そのほかにも要因があると指摘する専門家もいます。現場の山は1972年の時点では全体が木で覆われていますが、その4年後には山の南側が大きく削られ、土がむき出しになっています。鶴岡市などによりますと、現場では1974年から10年間にわたり、採石に伴う掘削が行われていました。この掘削で、山際は90メートルほど後退し、元々15度だった傾斜が40度ほどの急な斜面へと変わりました。

山形大学 八木浩司名誉教授「元々一回滑り出すとほとんど止まらないような土になっていた。そこを掘削してしまった。ただ50年前はそういう意識がないですから」

山はなぜ崩れたのかー。2人の専門家に共通する主な見解は3点です。

▼風化してもろくなっていた地盤が50年前の掘削で不安定な状態となっていたこと、▼50年の年月で斜面のひずみがたまっていったこと、▼そこに去年、記録的な大雪が降り、圧力が加わったこと。それらが重なり、土砂崩れにつながったとみています。
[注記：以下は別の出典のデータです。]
//! ARM64 implementations using NEON and the ARMv8 CRC32 extension.

use std::arch::aarch64::*;

use super::fallback::{self, MOD_ADLER, NMAX};

/// Continue an Adler-32 checksum using NEON, 16 bytes per step.
///
/// # Safety
/// Caller must ensure NEON is available (always true on aarch64).
#[target_feature(enable = "neon")]
pub unsafe fn adler32_neon(adler: u32, data: &[u8]) -> u32 {
    const BLOCK_SIZE: usize = NMAX / 16 * 16;

    let mut s1 = adler & 0xFFFF;
    let mut s2 = adler >> 16;

    let mut remaining = data;

    while remaining.len() >= 16 {
        let take = remaining.len().min(BLOCK_SIZE) / 16 * 16;
        let (block, rest) = remaining.split_at(take);
        let (new_s1, new_s2) = adler32_block_neon(block, s1, s2);
        s1 = new_s1 % MOD_ADLER;
        s2 = new_s2 % MOD_ADLER;
        remaining = rest;
    }

    fallback::adler32((s2 << 16) | s1, remaining)
}

/// Accumulate whole 16-byte chunks of `data` into unreduced `s1`/`s2`.
///
/// For a chunk at position p:
/// - s1 contribution = sum(b[i]) for i in 0..16
/// - s2 contribution = 16*s1_before + 16*b[0] + 15*b[1] + ... + 1*b[15]
#[target_feature(enable = "neon")]
unsafe fn adler32_block_neon(data: &[u8], mut s1: u32, mut s2: u32) -> (u32, u32) {
    let weights: [u8; 16] = [16, 15, 14, 13, 12, 11, 10, 9, 8, 7, 6, 5, 4, 3, 2, 1];
    let weights_vec = vld1q_u8(weights.as_ptr());
    let w_lo = vget_low_u8(weights_vec);
    let w_hi = vget_high_u8(weights_vec);

    for chunk in data.chunks_exact(16) {
        let v = vld1q_u8(chunk.as_ptr());

        s2 = s2.wrapping_add(s1.wrapping_mul(16));

        // u8x16 -> u16x8 -> u32x4, then across lanes
        let sum_16 = vpaddlq_u8(v);
        let chunk_sum = vaddvq_u32(vpaddlq_u16(sum_16));

        let prod_lo = vmull_u8(vget_low_u8(v), w_lo);
        let prod_hi = vmull_u8(vget_high_u8(v), w_hi);
        let weighted_sum = vaddvq_u32(vpaddlq_u16(vaddq_u16(prod_lo, prod_hi)));

        s2 = s2.wrapping_add(weighted_sum);
        s1 = s1.wrapping_add(chunk_sum);
    }

    (s1, s2)
}

/// Continue a CRC-32 using the ARMv8 `crc32` instructions.
///
/// # Safety
/// Caller must ensure the `crc` target feature is available.
#[target_feature(enable = "crc")]
pub unsafe fn crc32_arm(crc: u32, data: &[u8]) -> u32 {
    let mut c = !crc;
    let mut words = data.chunks_exact(8);
    for word in &mut words {
        c = __crc32d(c, fallback::read_u64(word, 0).to_le());
    }
    for &byte in words.remainder() {
        c = __crc32b(c, byte);
    }
    !c
}

/// Compute match length using NEON 16-byte comparison.
///
/// # Safety
/// Caller must ensure NEON is available. Both `pos1 + max_len` and
/// `pos2 + max_len` must be within `data`.
#[target_feature(enable = "neon")]
pub unsafe fn match_length_neon(data: &[u8], pos1: usize, pos2: usize, max_len: usize) -> usize {
    debug_assert!(pos1 + max_len <= data.len() && pos2 + max_len <= data.len());
    let mut length = 0;

    while length + 16 <= max_len {
        let a = vld1q_u8(data[pos1 + length..].as_ptr());
        let b = vld1q_u8(data[pos2 + length..].as_ptr());

        // 0xFF where equal
        let cmp = vceqq_u8(a, b);

        if vminvq_u8(cmp) != 0xFF {
            // Narrow each byte to a nibble; the first zero nibble is the mismatch.
            let nibbles = vshrn_n_u16(vreinterpretq_u16_u8(cmp), 4);
            let mask = vget_lane_u64(vreinterpret_u64_u8(nibbles), 0);
            return length + ((!mask).trailing_zeros() / 4) as usize;
        }
        length += 16;
    }

    length + fallback::match_length(data, pos1 + length, pos2 + length, max_len - length)
}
土砂崩れは長期にわたって住民の生活に影響を与えました。現場周辺の4世帯13人(自宅を失った加藤さんを除く)約1年間の避難生活を余儀なくされる
自宅を失った加藤さん。

加藤さん「おじゃましまーす」

加藤さんは市営住宅に移り住んみました。

加藤さん「西目には戻らない…、仲が良い夫婦が犠牲になったじゃないですか。自分はもう戻れない…」

6月。加藤さんは半年ぶりに現場を訪れました。

加藤さん「夫婦は花が好きでいっぱい植えているんですよ。 それに似ている花を買ってきた」
加藤さん「ちょっとごめんの…。(込み上げてくるものがありましたか?)やっぱりありました。」

皆川治市長「本日午後5時をもって避難指示を解除することといたします」

現場では再発防止の対策工事が進み、11月下旬には4世帯13人に出されていた避難指示が解除。12月22日には現場周辺の道路の通行止めが解除されました。
土砂崩れの発生からまもなく1年ー。私たちは再び加藤さんと現場に向かいました。

加藤さん「やっぱりすごいよな…本当に向こうなんか崩れないだろうかと不安に思う」

加藤さんや亡くなった高齢夫婦の家は全て撤去され、重機が土を削っていました。
希望を持って前に進みたいという加藤さん。しかしー。

加藤さん「ことしは正月が来ると思ったが…無理みたいな感じがしますね」

大みそかの大惨事からまもなく1年ー。避難指示が解除され、復旧工事が進む一方で、いまだに、被災者の傷は癒えていません。